このタイプの特徴としては、自らの手に負えない問題には関わらない。自身によって解決できると踏んだ問題に対し、着手する傾向にある。学力テストで言えば、5教科7科目でどれも平均点を超え、偏差値は60以上を常にとれる秀才型のタイプだ。問題を解くことにおいて質とスピードに卓越した能力を発揮するので、経営者にとっては大変使い勝手が良い。一方、問題を作成する側、つまり新たな課題を設定したり、困難なことにチャレンジしたりする側に回ることは、まず無いことも特徴だ。
作業の質と量を担保できる「作業遂行型」
自ら引き受けた仕事を、一定の質を担保しながら最後まで完遂できる社員も重宝される。
作業遂行型の社員だ。課題が設定されたのち、その実行段階に移っていくと、莫大な量の作業が発生するが、その作業を滞りなく、そつなくこなせる人材がこれに当たる。何をどんな順番で作業すればいいか、誰にどう働きかけて作業をお願いすればいいか、といった段取りをデザインでき、そして実務を進めていける能力だ。自ら進んで動くことはしないが、受けた仕事は最後まで完遂することが大きな強みである。
これからの日本に求められるリーダーのタイプは?
「課題設定型」「問題処理型」「作業遂行型」、どのタイプも会社組織にとって必要な人材だ。上手く機能している会社では、この3タイプの人材たちが絶妙なバランスで配置されている。課題設定型ばかりだと会社の中が取っ散らかってしまうし、問題処理型ばかりでは未来のビジョンが描けない。作業遂行型ばかりでは、指示待ちの受け身の組織になってしまう。

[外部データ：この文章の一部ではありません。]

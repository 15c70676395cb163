//! Geometry primitives and identifiers.
//!
//! Points are stored as `f32` triples. Per-point attributes (diameter,
//! perimeter) live in parallel vectors inside a [`PointLevel`], the unit that
//! sections, the soma, markers, and annotations all share.

#[cfg(feature = "serde")]
use serde::{Deserialize, Serialize};

use crate::error::RawDataError;

/// A 3D coordinate in micrometers.
#[derive(Clone, Copy, Debug, Default, PartialEq)]
#[cfg_attr(feature = "serde", derive(Serialize, Deserialize))]
pub struct Point {
    /// X coordinate.
    pub x: f32,
    /// Y coordinate.
    pub y: f32,
    /// Z coordinate.
    pub z: f32,
}

impl Point {
    /// Creates a point from its three coordinates.
    #[inline]
    pub const fn new(x: f32, y: f32, z: f32) -> Self {
        Self { x, y, z }
    }

    /// Euclidean distance to `other`.
    #[inline]
    pub fn distance(self, other: Point) -> f32 {
        let dx = self.x - other.x;
        let dy = self.y - other.y;
        let dz = self.z - other.z;
        (dx * dx + dy * dy + dz * dz).sqrt()
    }

    /// Component-wise mean of a set of points. Returns the origin for an empty set.
    pub fn centroid(points: &[Point]) -> Point {
        if points.is_empty() {
            return Point::default();
        }
        let n = points.len() as f32;
        let (sx, sy, sz) = points.iter().fold((0.0, 0.0, 0.0), |(x, y, z), p| {
            (x + p.x, y + p.y, z + p.z)
        });
        Point::new(sx / n, sy / n, sz / n)
    }
}

impl From<[f32; 3]> for Point {
    fn from(v: [f32; 3]) -> Self {
        Self::new(v[0], v[1], v[2])
    }
}

impl From<Point> for [f32; 3] {
    fn from(p: Point) -> Self {
        [p.x, p.y, p.z]
    }
}

/// A single sample: position plus per-point attributes.
#[derive(Clone, Copy, Debug, PartialEq)]
pub struct Sample {
    /// Sample position.
    pub point: Point,
    /// Sample diameter.
    pub diameter: f32,
    /// Optional perimeter (only some formats carry it).
    pub perimeter: Option<f32>,
}

impl Sample {
    /// True if both samples have identical position, diameter and perimeter.
    pub fn same_as(&self, other: &Sample) -> bool {
        self.point == other.point
            && self.diameter == other.diameter
            && self.perimeter == other.perimeter
    }
}

/// Parallel point/diameter/perimeter vectors.
///
/// `perimeters` is either empty or exactly as long as `points`.
#[derive(Clone, Debug, Default, PartialEq)]
#[cfg_attr(feature = "serde", derive(Serialize, Deserialize))]
pub struct PointLevel {
    /// Point coordinates.
    pub points: Vec<Point>,
    /// Per-point diameters.
    pub diameters: Vec<f32>,
    /// Per-point perimeters; empty when the source carries none.
    #[cfg_attr(feature = "serde", serde(default))]
    pub perimeters: Vec<f32>,
}

impl PointLevel {
    /// Creates a point level without perimeters.
    pub fn new(points: Vec<Point>, diameters: Vec<f32>) -> Self {
        Self {
            points,
            diameters,
            perimeters: Vec::new(),
        }
    }

    /// Attaches perimeters.
    pub fn with_perimeters(mut self, perimeters: Vec<f32>) -> Self {
        self.perimeters = perimeters;
        self
    }

    /// Builds a point level from samples. Perimeters are kept only if every
    /// sample carries one.
    pub fn from_samples(samples: &[Sample]) -> Self {
        let mut level = Self::default();
        for s in samples {
            level.push(*s);
        }
        if samples.iter().any(|s| s.perimeter.is_none()) {
            level.perimeters.clear();
        }
        level
    }

    /// Number of points.
    #[inline]
    pub fn len(&self) -> usize {
        self.points.len()
    }

    /// True if there are no points.
    #[inline]
    pub fn is_empty(&self) -> bool {
        self.points.is_empty()
    }

    /// True if perimeters are present.
    #[inline]
    pub fn has_perimeters(&self) -> bool {
        !self.perimeters.is_empty()
    }

    /// Appends one sample. The perimeter is dropped when `sample` has none.
    pub fn push(&mut self, sample: Sample) {
        self.points.push(sample.point);
        self.diameters.push(sample.diameter);
        if let Some(p) = sample.perimeter {
            self.perimeters.push(p);
        }
    }

    /// Returns the sample at `index`.
    pub fn sample(&self, index: usize) -> Option<Sample> {
        Some(Sample {
            point: *self.points.get(index)?,
            diameter: *self.diameters.get(index)?,
            perimeter: self.perimeters.get(index).copied(),
        })
    }

    /// First sample, if any.
    pub fn first(&self) -> Option<Sample> {
        self.sample(0)
    }

    /// Last sample, if any.
    pub fn last(&self) -> Option<Sample> {
        self.len().checked_sub(1).and_then(|i| self.sample(i))
    }

    /// Removes the sample at `index`.
    pub fn remove(&mut self, index: usize) {
        self.points.remove(index);
        self.diameters.remove(index);
        if self.has_perimeters() {
            self.perimeters.remove(index);
        }
    }

    /// Keeps only the first and last sample.
    pub fn keep_endpoints(&mut self) {
        let n = self.len();
        if n <= 2 {
            return;
        }
        self.points = vec![self.points[0], self.points[n - 1]];
        self.diameters = vec![self.diameters[0], self.diameters[n - 1]];
        if self.has_perimeters() {
            self.perimeters = vec![self.perimeters[0], self.perimeters[n - 1]];
        }
    }

    /// Checks that the parallel vectors agree in length.
    pub fn validate(&self) -> Result<(), RawDataError> {
        if self.diameters.len() != self.points.len() {
            return Err(RawDataError::VectorLengthMismatch {
                first: "points",
                first_len: self.points.len(),
                second: "diameters",
                second_len: self.diameters.len(),
            });
        }
        if self.has_perimeters() && self.perimeters.len() != self.points.len() {
            return Err(RawDataError::VectorLengthMismatch {
                first: "points",
                first_len: self.points.len(),
                second: "perimeters",
                second_len: self.perimeters.len(),
            });
        }
        Ok(())
    }

    /// Sum of segment lengths.
    pub fn path_length(&self) -> f32 {
        self.as_slice().path_length()
    }

    /// Borrows the parallel vectors.
    pub fn as_slice(&self) -> PointSlice<'_> {
        PointSlice {
            points: &self.points,
            diameters: &self.diameters,
            perimeters: &self.perimeters,
        }
    }
}

/// Borrowed counterpart of [`PointLevel`].
#[derive(Clone, Copy, Debug, PartialEq)]
pub struct PointSlice<'a> {
    /// Point coordinates.
    pub points: &'a [Point],
    /// Per-point diameters.
    pub diameters: &'a [f32],
    /// Per-point perimeters; empty when absent.
    pub perimeters: &'a [f32],
}

impl PointSlice<'_> {
    /// Number of points.
    #[inline]
    pub fn len(&self) -> usize {
        self.points.len()
    }

    /// True if there are no points.
    #[inline]
    pub fn is_empty(&self) -> bool {
        self.points.is_empty()
    }

    /// Returns the sample at `index`.
    pub fn sample(&self, index: usize) -> Option<Sample> {
        Some(Sample {
            point: *self.points.get(index)?,
            diameter: *self.diameters.get(index)?,
            perimeter: self.perimeters.get(index).copied(),
        })
    }

    /// Last sample, if any.
    pub fn last(&self) -> Option<Sample> {
        self.len().checked_sub(1).and_then(|i| self.sample(i))
    }

    /// Sum of segment lengths.
    pub fn path_length(&self) -> f32 {
        self.points.windows(2).map(|w| w[0].distance(w[1])).sum()
    }

    /// Copies into an owned [`PointLevel`].
    pub fn to_level(&self) -> PointLevel {
        PointLevel {
            points: self.points.to_vec(),
            diameters: self.diameters.to_vec(),
            perimeters: self.perimeters.to_vec(),
        }
    }
}

/// Biological category of a section or point group.
#[derive(Clone, Copy, Debug, PartialEq, Eq, Hash, PartialOrd, Ord)]
#[cfg_attr(feature = "serde", derive(Serialize, Deserialize))]
#[cfg_attr(feature = "serde", serde(rename_all = "snake_case"))]
pub enum SectionType {
    /// No category given.
    Undefined,
    /// Cell body. Only valid for soma points, never for a section.
    Soma,
    /// Axon.
    Axon,
    /// General or basal dendrite (near the soma).
    BasalDendrite,
    /// Apical dendrite (far from the soma).
    ApicalDendrite,
    /// User-defined category; the code is always at least
    /// [`SectionType::CUSTOM_START`].
    Custom(u8),
}

impl SectionType {
    /// First numeric code reserved for custom types.
    pub const CUSTOM_START: u8 = 5;

    /// Maps a numeric type code (SWC convention) to a section type.
    pub fn from_code(code: u8) -> Self {
        match code {
            0 => Self::Undefined,
            1 => Self::Soma,
            2 => Self::Axon,
            3 => Self::BasalDendrite,
            4 => Self::ApicalDendrite,
            n => Self::Custom(n),
        }
    }

    /// Numeric type code (SWC convention).
    pub fn code(self) -> u8 {
        match self {
            Self::Undefined => 0,
            Self::Soma => 1,
            Self::Axon => 2,
            Self::BasalDendrite => 3,
            Self::ApicalDendrite => 4,
            Self::Custom(n) => n,
        }
    }

    /// True for types that may label a neurite section.
    pub fn is_neurite(self) -> bool {
        !matches!(self, Self::Undefined | Self::Soma)
    }

    /// True for [`SectionType::Custom`].
    pub fn is_custom(self) -> bool {
        matches!(self, Self::Custom(_))
    }

    /// Rank used to order root sections like NEURON does.
    pub(crate) fn nrn_rank(self) -> u16 {
        match self {
            Self::Axon => 0,
            Self::BasalDendrite => 1,
            Self::ApicalDendrite => 2,
            Self::Custom(n) => 3 + u16::from(n),
            Self::Undefined | Self::Soma => u16::MAX,
        }
    }
}

impl core::fmt::Display for SectionType {
    fn fmt(&self, f: &mut core::fmt::Formatter<'_>) -> core::fmt::Result {
        match self {
            Self::Undefined => write!(f, "undefined"),
            Self::Soma => write!(f, "soma"),
            Self::Axon => write!(f, "axon"),
            Self::BasalDendrite => write!(f, "basal dendrite"),
            Self::ApicalDendrite => write!(f, "apical dendrite"),
            Self::Custom(n) => write!(f, "custom({n})"),
        }
    }
}

/// How soma points are to be interpreted geometrically.
#[derive(Clone, Copy, Debug, Default, PartialEq, Eq, Hash)]
#[cfg_attr(feature = "serde", derive(Serialize, Deserialize))]
#[cfg_attr(feature = "serde", serde(rename_all = "snake_case"))]
pub enum SomaType {
    /// Unknown or absent soma.
    #[default]
    Undefined,
    /// A sphere described by one point.
    SinglePoint,
    /// NeuroMorpho three-point cylinder soma.
    ThreePointCylinders,
    /// A stack of cylinders.
    Cylinders,
    /// A closed contour.
    SimpleContour,
}

impl core::fmt::Display for SomaType {
    fn fmt(&self, f: &mut core::fmt::Formatter<'_>) -> core::fmt::Result {
        let name = match self {
            Self::Undefined => "undefined",
            Self::SinglePoint => "single point",
            Self::ThreePointCylinders => "three-point cylinders",
            Self::Cylinders => "cylinders",
            Self::SimpleContour => "simple contour",
        };
        f.write_str(name)
    }
}

/// Stable identifier of a neurite section.
///
/// In a built [`Morphology`](crate::Morphology) ids are contiguous from 0 in
/// depth-first order. In a [`MutableMorphology`](crate::MutableMorphology)
/// ids are assigned sequentially and never reused within one edit session.
#[derive(Clone, Copy, Debug, PartialEq, Eq, Hash, PartialOrd, Ord)]
#[cfg_attr(feature = "serde", derive(Serialize, Deserialize))]
pub struct SectionId(pub(crate) u32);

impl SectionId {
    /// Wraps a raw section index.
    #[inline]
    pub const fn new(index: u32) -> Self {
        Self(index)
    }

    /// Returns the raw numeric identifier.
    #[inline]
    pub fn index(self) -> u32 {
        self.0
    }
}

impl core::fmt::Display for SectionId {
    fn fmt(&self, f: &mut core::fmt::Formatter<'_>) -> core::fmt::Result {
        write!(f, "SectionId({})", self.0)
    }
}

/// Stable identifier of a mitochondrial section.
#[derive(Clone, Copy, Debug, PartialEq, Eq, Hash, PartialOrd, Ord)]
#[cfg_attr(feature = "serde", derive(Serialize, Deserialize))]
pub struct MitoSectionId(pub(crate) u32);

impl MitoSectionId {
    /// Wraps a raw mitochondrial section index.
    #[inline]
    pub const fn new(index: u32) -> Self {
        Self(index)
    }

    /// Returns the raw numeric identifier.
    #[inline]
    pub fn index(self) -> u32 {
        self.0
    }
}

impl core::fmt::Display for MitoSectionId {
    fn fmt(&self, f: &mut core::fmt::Formatter<'_>) -> core::fmt::Result {
        write!(f, "MitoSectionId({})", self.0)
    }
}

#[cfg(test)]
mod tests {
    use super::*;

    fn sample(x: f32, d: f32) -> Sample {
        Sample {
            point: Point::new(x, 0.0, 0.0),
            diameter: d,
            perimeter: None,
        }
    }

    #[test]
    fn test_distance_and_centroid() {
        let a = Point::new(0.0, 0.0, 0.0);
        let b = Point::new(3.0, 4.0, 0.0);
        assert_eq!(a.distance(b), 5.0);
        assert_eq!(Point::centroid(&[a, b]), Point::new(1.5, 2.0, 0.0));
        assert_eq!(Point::centroid(&[]), Point::default());
    }

    #[test]
    fn test_section_type_codes() {
        for code in 0..12u8 {
            assert_eq!(SectionType::from_code(code).code(), code);
        }
        assert!(SectionType::from_code(7).is_custom());
        assert!(!SectionType::Soma.is_neurite());
        assert!(SectionType::Axon.nrn_rank() < SectionType::BasalDendrite.nrn_rank());
        assert!(SectionType::ApicalDendrite.nrn_rank() < SectionType::Custom(5).nrn_rank());
    }

    #[test]
    fn test_point_level_mismatch() {
        let level = PointLevel::new(vec![Point::default(); 3], vec![1.0; 2]);
        let err = level.validate().unwrap_err();
        assert!(err.to_string().contains("diameters"), "got: {err}");

        let level = PointLevel::new(vec![Point::default(); 2], vec![1.0; 2])
            .with_perimeters(vec![1.0]);
        assert!(level.validate().is_err());
    }

    #[test]
    fn test_from_samples_drops_partial_perimeters() {
        let mut a = sample(0.0, 1.0);
        a.perimeter = Some(2.0);
        let b = sample(1.0, 1.0);
        let level = PointLevel::from_samples(&[a, b]);
        assert_eq!(level.len(), 2);
        assert!(!level.has_perimeters());
        assert!(level.validate().is_ok());
    }

    #[test]
    fn test_keep_endpoints() {
        let mut level = PointLevel::from_samples(&[
            sample(0.0, 1.0),
            sample(1.0, 2.0),
            sample(2.0, 3.0),
        ]);
        level.keep_endpoints();
        assert_eq!(level.len(), 2);
        assert_eq!(level.diameters, vec![1.0, 3.0]);
        assert_eq!(level.path_length(), 2.0);
    }

    #[test]
    fn test_remove_and_last() {
        let mut level = PointLevel::from_samples(&[sample(0.0, 5.0), sample(1.0, 1.0), sample(2.0, 1.0)]);
        assert_eq!(level.first().unwrap().diameter, 5.0);
        assert_eq!(level.last().unwrap().point.x, 2.0);
        level.remove(0);
        assert_eq!(level.first().unwrap().point.x, 1.0);
        assert_eq!(level.len(), 2);
    }
}
//! Tree builder / validator.
//!
//! Building runs in two stages:
//!
//! 1. [`records`] indexes a [`RecordStream`], rejects malformed input,
//!    collects the soma, and partitions the neurite records into a
//!    [`RawTree`] of unbranched same-type runs.
//! 2. [`assemble`] applies the section-level policies (tree count,
//!    single-point sections, zero-length segments), numbers the sections,
//!    resolves organelle references, applies modifiers, and freezes the
//!    result into a [`Morphology`].
//!
//! A [`MutableMorphology`](crate::MutableMorphology) rebuild skips stage 1
//! and hands its arena straight to stage 2 as a [`RawTree`].

mod assemble;
mod records;

pub(crate) use assemble::assemble;

use crate::annotation::{Annotation, Marker};
use crate::error::MorphologyResult;
use crate::geometry::{PointLevel, SectionType};
use crate::morphology::Morphology;
use crate::options::BuildOptions;
use crate::record::{RawMitoSection, RawReticulum, RecordStream};
use crate::soma::Soma;
use crate::warning::WarningLog;

/// A section before numbering. Links are indices into [`RawTree::sections`].
#[derive(Clone, Debug)]
pub(crate) struct RawSection {
    pub(crate) section_type: SectionType,
    pub(crate) points: PointLevel,
    pub(crate) parent: Option<usize>,
    pub(crate) children: Vec<usize>,
    /// Source line of the first record.
    pub(crate) line: Option<usize>,
    /// Id of the first record.
    pub(crate) first_id: Option<u32>,
}

/// How neurite references of raw organelles are read.
#[derive(Clone, Copy, Debug, PartialEq, Eq)]
pub(crate) enum SectionRefs {
    /// Final section ids of the built model.
    Final,
    /// Indices into [`RawTree::sections`].
    Index,
}

/// Stage 1 output, also produced directly by a mutable model.
#[derive(Clone, Debug)]
pub(crate) struct RawTree {
    pub(crate) sections: Vec<RawSection>,
    pub(crate) roots: Vec<usize>,
    pub(crate) soma: Soma,
    /// Number of connected components in the input.
    pub(crate) tree_count: usize,
    pub(crate) mitochondria: Vec<RawMitoSection>,
    pub(crate) reticulum: Vec<RawReticulum>,
    pub(crate) refs: SectionRefs,
    pub(crate) markers: Vec<Marker>,
    pub(crate) annotations: Vec<Annotation>,
}

/// Builds a morphology from a record stream.
pub(crate) fn build(stream: &RecordStream, options: &BuildOptions) -> MorphologyResult<Morphology> {
    let mut log = WarningLog::new(options.max_warnings, &options.ignored_warnings);
    let tree = records::partition(stream, options, &mut log)?;
    assemble(tree, options, log)
}

/// Finds a node on a parent-link cycle, walking each chain once.
pub(crate) fn find_cycle(parents: &[Option<usize>]) -> Option<usize> {
    #[derive(Clone, Copy, PartialEq)]
    enum Mark {
        Unvisited,
        OnPath,
        Done,
    }

    let mut marks = vec![Mark::Unvisited; parents.len()];
    let mut path = Vec::new();
    for start in 0..parents.len() {
        let mut cur = Some(start);
        while let Some(i) = cur {
            match marks[i] {
                Mark::Done => break,
                Mark::OnPath => return Some(i),
                Mark::Unvisited => {
                    marks[i] = Mark::OnPath;
                    path.push(i);
                    cur = parents[i];
                }
            }
        }
        for i in path.drain(..) {
            marks[i] = Mark::Done;
        }
    }
    None
}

日本でこれまでに輩出された大企業の社長の顔ぶれは、問題処理型のタイプが圧倒的に多かったと思う。自らリスク取って、誰もやっていないような難しい課題設定をしなくてもよかった。世界を見れば常にどこかに先例があり、それを上手く自社に取り込むことができれば成功につなげることが出来たからだ。加えて、出世していく過程で、減点主義の評価制度が問題処理型のタイプに有利に働いたというのもあっただろう。
現在の社会と企業を取り巻く環境は、加速度的なテクノロジーの進化、地球環境の変動、米中露欧の綱引きによる地政学リスク、コロナ対策による消費者心理の変化など、誰にとっても過去の経験則が活かせない未知の領域だ。先例が出てくるのを待つことなく、勇気をもってチャレンジしていくことが必要だ。それはまさに課題設定型のリーダーに備わっている能力だ。その能力と気概を持ったリーダーたちの出現を、私はいつも楽しみにしている。